• [Instructions for the task]:
From the entries, copy every line that carries the string "IndexEntry".

*** Material provided ***

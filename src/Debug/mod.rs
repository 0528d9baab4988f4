pub mod StructDebug;
impl<A> Accumulator<A> {
    pub fn kind(&self) -> &'static str {
        match self {
            Accumulator::Size(_) => "size",
            Accumulator::Keys { .. } => "keys",
            Accumulator::IndexTerms { .. } => "index_terms",
            Accumulator::Hashes { .. } => "hashes",
            Accumulator::Tree { .. } => "tree",
            Accumulator::Objects { .. } => "objects",
        }
    }

    /// Snapshots the fold reads from.
    pub fn scope(&self) -> SnapshotScope {
        let journal = match self {
            Accumulator::Size(_) | Accumulator::Keys { .. } | Accumulator::IndexTerms { .. } => {
                false
            }
            Accumulator::Hashes { check, .. } | Accumulator::Tree { check, .. } => {
                check.needs_journal()
            }
            Accumulator::Objects { .. } => true,
        };
        if journal {
            SnapshotScope::LedgerAndJournal
        } else {
            SnapshotScope::Ledger
        }
    }

    pub fn apply(
        &mut self,
        ctx: &FoldContext<'_>,
        key: LedgerKey,
        value: LedgerValue,
        acc: A,
    ) -> Result<A> {
        if !value.is_active(ctx.now) {
            return Ok(acc);
        }

        match self {
            Accumulator::Size(fold) => Ok(fold(value.size(), acc)),

            Accumulator::Keys { key_regex, fold } => {
                let (bucket, object) = object_parts(&key)?;
                if let Some(regex) = key_regex {
                    if !regex.is_match(object) {
                        return Ok(acc);
                    }
                }
                Ok(fold(bucket, object, acc))
            }

            Accumulator::IndexTerms {
                term_regex,
                return_terms,
                fold,
            } => {
                let (bucket, _field, term, object) =
                    key.index_parts().ok_or_else(|| malformed(&key))?;
                if let Some(regex) = term_regex {
                    if !regex.is_match(term) {
                        return Ok(acc);
                    }
                }
                let entry = if *return_terms {
                    IndexEntry::Term(term.to_vec(), object.to_vec())
                } else {
                    IndexEntry::Key(object.to_vec())
                };
                Ok(fold(bucket, entry, acc))
            }

            Accumulator::Hashes { check, fold } => {
                let (bucket, object, hash) =
                    ledger::key_and_hash(&key, &value).ok_or_else(|| malformed(&key))?;
                if !check.confirm(ctx, &key, &value)? {
                    return Ok(acc);
                }
                Ok(fold(bucket.as_slice(), object.as_slice(), hash, acc))
            }

            Accumulator::Tree {
                check,
                filter,
                fold,
            } => {
                let (bucket, object, hash) =
                    ledger::key_and_hash(&key, &value).ok_or_else(|| malformed(&key))?;
                if let Some(filter) = filter {
                    if filter(bucket.as_slice(), object.as_slice()) == FilterAction::Pass {
                        return Ok(acc);
                    }
                }
                if !check.confirm(ctx, &key, &value)? {
                    return Ok(acc);
                }
                Ok(fold(bucket.as_slice(), object.as_slice(), hash, acc))
            }

            Accumulator::Objects {
                fetch,
                last_modified,
                fold,
            } => {
                if let Some(range) = last_modified {
                    if !range.contains(value.last_modified) {
                        return Ok(acc);
                    }
                }
                let (bucket, object) = key.bucket_and_key().ok_or_else(|| malformed(&key))?;
                let location = ledger::journal_key(&key, &value).ok_or_else(|| malformed(&key))?;
                let journal = ctx.journal()?;

                let body = match fetch {
                    FetchPolicy::Eager => match fetch_value(journal.as_ref(), &location)? {
                        Some(body) => ObjectValue::Full(body),
                        None => return Ok(acc),
                    },
                    FetchPolicy::Deferred { check_presence } => {
                        if *check_presence
                            && journal.key_check(&location.key, location.sqn)? == KeyCheck::Missing
                        {
                            return Ok(acc);
                        }
                        ObjectValue::Proxy(ProxyObject::new(
                            value.metadata.clone(),
                            value.size,
                            Arc::clone(journal),
                            location,
                        ))
                    }
                };
                Ok(fold(bucket, object, body, acc))
            }
        }
    }
}

fn object_parts(key: &LedgerKey) -> Result<(&[u8], &[u8])> {
    match key {
        LedgerKey::Object { .. } => key.bucket_and_key().ok_or_else(|| malformed(key)),
        LedgerKey::Index { .. } => Err(malformed(key)),
    }
}

fn malformed(key: &LedgerKey) -> Error {
    Error::Corruption(format!("unexpected key {}", Ledger::ledger_key(key)))
}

*** End of Material provided ***

• [Output for this exercise]:
                    IndexEntry::Term(term.to_vec(), object.to_vec())
                    IndexEntry::Key(object.to_vec())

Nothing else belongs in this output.